PROBLEM STATEMENT:
The answer must be a single number: the count of lines below that contain the string "DirectoryError".

[Stored data]
______

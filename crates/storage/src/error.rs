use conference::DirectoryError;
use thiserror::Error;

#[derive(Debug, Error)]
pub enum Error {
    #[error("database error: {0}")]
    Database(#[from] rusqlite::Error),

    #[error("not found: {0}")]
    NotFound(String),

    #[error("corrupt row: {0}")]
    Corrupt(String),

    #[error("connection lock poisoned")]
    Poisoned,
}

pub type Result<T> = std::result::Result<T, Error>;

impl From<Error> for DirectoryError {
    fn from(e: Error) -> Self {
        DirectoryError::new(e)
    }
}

______

WRITTEN RESPONSE:
3